→ **DATA LISTING**
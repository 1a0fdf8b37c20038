use std::collections::BTreeMap;
use std::str::FromStr;

use rust_decimal::Decimal;
use thiserror::Error;

/// Reimbursement rate in Cent/kWh per calendar year.
#[derive(Debug, Clone, Default, PartialEq, Eq)]
pub struct RateTable {
    rates: BTreeMap<i32, Decimal>,
}

#[derive(Debug, Error, PartialEq, Eq)]
pub enum RateTableError {
    #[error("rate entry {0:?} must look like YEAR=RATE")]
    MalformedEntry(String),
    #[error("invalid year in rate entry {0:?}")]
    InvalidYear(String),
    #[error("invalid rate in rate entry {0:?}")]
    InvalidRate(String),
}

impl RateTable {
    pub fn new(rates: impl IntoIterator<Item = (i32, Decimal)>) -> Self {
        Self {
            rates: rates.into_iter().collect(),
        }
    }

    pub fn rate_for(&self, year: i32) -> Option<Decimal> {
        self.rates.get(&year).copied()
    }

    /// Label used in the report title block.
    pub fn describe(&self, year: i32) -> String {
        match self.rate_for(year) {
            Some(rate) => format!("{} Cent/kWh", rate.normalize()),
            None => "n/a".to_string(),
        }
    }
}

impl FromStr for RateTable {
    type Err = RateTableError;

    /// Parses `2024=33.5,2025=35.889`. Later entries for the same year win.
    fn from_str(value: &str) -> Result<Self, Self::Err> {
        let mut rates = BTreeMap::new();

        for entry in value.split(',').map(str::trim).filter(|e| !e.is_empty()) {
            let (year, rate) = entry
                .split_once('=')
                .ok_or_else(|| RateTableError::MalformedEntry(entry.to_string()))?;
            let year = year
                .trim()
                .parse::<i32>()
                .map_err(|_| RateTableError::InvalidYear(entry.to_string()))?;
            let rate = Decimal::from_str(rate.trim())
                .ok()
                .filter(|rate| !rate.is_sign_negative())
                .ok_or_else(|| RateTableError::InvalidRate(entry.to_string()))?;
            rates.insert(year, rate);
        }

        Ok(Self { rates })
    }
}

#[cfg(test)]
mod tests {
    use rust_decimal::Decimal;

    use super::{RateTable, RateTableError};

    #[test]
    fn parses_year_rate_pairs() {
        let table: RateTable = "2024=33.5, 2025=35.889".parse().expect("table parses");

        assert_eq!(table.rate_for(2024), Some(Decimal::new(335, 1)));
        assert_eq!(table.rate_for(2025), Some(Decimal::new(35_889, 3)));
        assert_eq!(table.rate_for(2026), None);
    }

    #[test]
    fn describes_missing_year_as_not_available() {
        let table = RateTable::new([(2025, Decimal::new(35_889, 3))]);

        assert_eq!(table.describe(2025), "35.889 Cent/kWh");
        assert_eq!(table.describe(1999), "n/a");
    }

    #[test]
    fn rejects_malformed_entries() {
        assert_eq!(
            "2025:35.8".parse::<RateTable>(),
            Err(RateTableError::MalformedEntry("2025:35.8".to_string()))
        );
        assert_eq!(
            "20x5=35.8".parse::<RateTable>(),
            Err(RateTableError::InvalidYear("20x5=35.8".to_string()))
        );
        assert_eq!(
            "2025=-1".parse::<RateTable>(),
            Err(RateTableError::InvalidRate("2025=-1".to_string()))
        );
    }

    #[test]
    fn empty_value_yields_empty_table() {
        assert_eq!("".parse::<RateTable>(), Ok(RateTable::default()));
    }
}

→ **YOUR TASK**
Gather up, from the records above, each line where the word "Debug" appears.

→ **EXERCISE ANSWER**
#[derive(Debug, Clone, Default, PartialEq, Eq)]
#[derive(Debug, Error, PartialEq, Eq)]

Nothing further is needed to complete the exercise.